Now it appears that this Senate seat will continue to be tainted.
The recount that begins today may offer the finality that voters and activists are seeking. But if the ultimate result flips the election to Democrat Al Franken (even legitimately) or if the contest is tied up in court for weeks, odds are that the winner will not be able to escape controversy that has dogged that seat for the past four elections.
All of this would have made Wellstone sick. A valiant political fighter, Wellstone no doubt would have fought for every last vote, but he would have been graceful in defeat if he ultimately lost. It is unlikely Franken or Coleman will emerge with any grace at this point.

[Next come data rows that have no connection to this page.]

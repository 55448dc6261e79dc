//! `config.toml` loading and the storage location it describes.

use std::{
    fs,
    path::{Path, PathBuf},
};

use anyhow::{Context, Result, anyhow, bail};
use serde::Deserialize;

use crate::persistence::{DEFAULT_SLOT, FileSlots, SlotPersistence};
use crate::task_store::TaskStore;

const APP_DIR: &str = "tickoff";
const CONFIG_FILE: &str = "config.toml";

/// Store backed by a JSON file slot, as used by the CLI.
pub type FileTaskStore = TaskStore<SlotPersistence<FileSlots>>;

/// Top-level configuration loaded from `config.toml`.
#[derive(Debug, Clone, Deserialize, Default)]
pub struct AppConfig {
    /// Storage location settings.
    #[serde(default)]
    pub storage: StorageConfig,
}

impl AppConfig {
    /// Load configuration from `path`, or from the default location when `None`.
    ///
    /// A missing file at the default location yields the defaults; an explicitly
    /// requested file must exist.
    pub fn load(path: Option<&Path>) -> Result<Self> {
        match path {
            Some(path) => Self::from_path(path),
            None => match default_config_path() {
                Some(path) if path.exists() => Self::from_path(&path),
                _ => Ok(Self::default()),
            },
        }
    }

    /// Load configuration from a specific file.
    pub fn from_path(path: &Path) -> Result<Self> {
        let contents = fs::read_to_string(path)
            .with_context(|| format!("failed to read {}", path.display()))?;
        Self::from_toml_str(&contents).with_context(|| format!("failed to parse {}", path.display()))
    }

    /// Parse configuration from TOML text.
    pub fn from_toml_str(contents: &str) -> Result<Self> {
        let mut config: Self = toml::from_str(contents)?;
        config.storage.slot = config.storage.slot.trim().to_owned();
        config.validate()?;
        Ok(config)
    }

    fn validate(&self) -> Result<()> {
        self.storage.ensure_valid_slot()
    }
}

/// Where the task list is stored.
#[derive(Debug, Clone, Deserialize)]
#[serde(default)]
pub struct StorageConfig {
    /// Directory holding slot files; defaults to the platform data directory.
    pub data_dir: Option<PathBuf>,
    /// Slot key, which is also the file stem.
    pub slot: String,
}

impl Default for StorageConfig {
    fn default() -> Self {
        Self {
            data_dir: None,
            slot: DEFAULT_SLOT.to_owned(),
        }
    }
}

impl StorageConfig {
    /// Directory the slot file lives in.
    pub fn resolve_data_dir(&self) -> Result<PathBuf> {
        if let Some(dir) = &self.data_dir {
            return Ok(dir.clone());
        }
        dirs::data_dir()
            .map(|dir| dir.join(APP_DIR))
            .ok_or_else(|| anyhow!("no data directory available; set storage.data_dir"))
    }

    /// Open the task store described by this configuration.
    ///
    /// Fails when the slot is not a plain file stem. Surrounding whitespace is ignored.
    pub fn open_store(&self) -> Result<FileTaskStore> {
        self.ensure_valid_slot()?;
        let dir = self.resolve_data_dir()?;
        let persistence = SlotPersistence::with_key(FileSlots::new(dir), self.slot.trim());
        Ok(TaskStore::open(persistence))
    }

    fn ensure_valid_slot(&self) -> Result<()> {
        let slot = self.slot.trim();
        if slot.is_empty() {
            bail!("storage.slot must not be empty");
        }
        if slot.contains(['/', '\\']) || slot == "." || slot == ".." {
            bail!("storage.slot '{slot}' must be a plain name");
        }
        Ok(())
    }
}

/// Default configuration file location (`<config dir>/tickoff/config.toml`).
#[must_use]
pub fn default_config_path() -> Option<PathBuf> {
    dirs::config_dir().map(|dir| dir.join(APP_DIR).join(CONFIG_FILE))
}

The campaign wasn’t graceful – and the accusations, attacks and hyperbole during the recount are even more embarrassing. The public has no interest in the traded barbs. Voters want a legitimate recount conducted in an honorable and legally required manner.
Considering this was a great year to be a Democrat and Barack Obama won Minnesota by a comfortable margin, DFL activists have begun to question Franken’s performance – and will continue to do so for years to come. At an informal DFL breakfast the weekend after the election, activists were blaming Franken for the fact that the race was even close. In their minds, Coleman would have lost by a large margin to any other DFL candidate. True or not, it means Franken may not be endeared as Amy Klobuchar is by the DFL or as Rod Grams was by the GOP.
The public is unlikely to feel good about whichever candidate emerges victorious. For the D.C. interests, the winner will likely be the target of constant scrutiny and future ad campaigns.
For the GOP and Coleman (if he wins), the challenge will not end: Democrats will continue to cast a shadow over Coleman until all outstanding ethics issues are resolved.
Meanwhile, if Coleman loses, having Gov. Tim Pawlenty as the only statewide elected Republican would signal potential trouble in 2010 for the GOP and dishearten state party activists.
The current recount scenario may seem “un-Minnesotan.” But it represents confirmation that professional and full-time D.C.-style politics has made a permanent impression on the Minnesota landscape. In the past, Minnesota’s expensive campaigns with lots of spending by outside groups have had a certain amount of class and, most importantly, a clear result.
This time the only thing we got was a high-dollar campaign. Not much class or a clear result.
And the party that loses will be back in six years to make a “rightful” claim on this seat. Uff-da.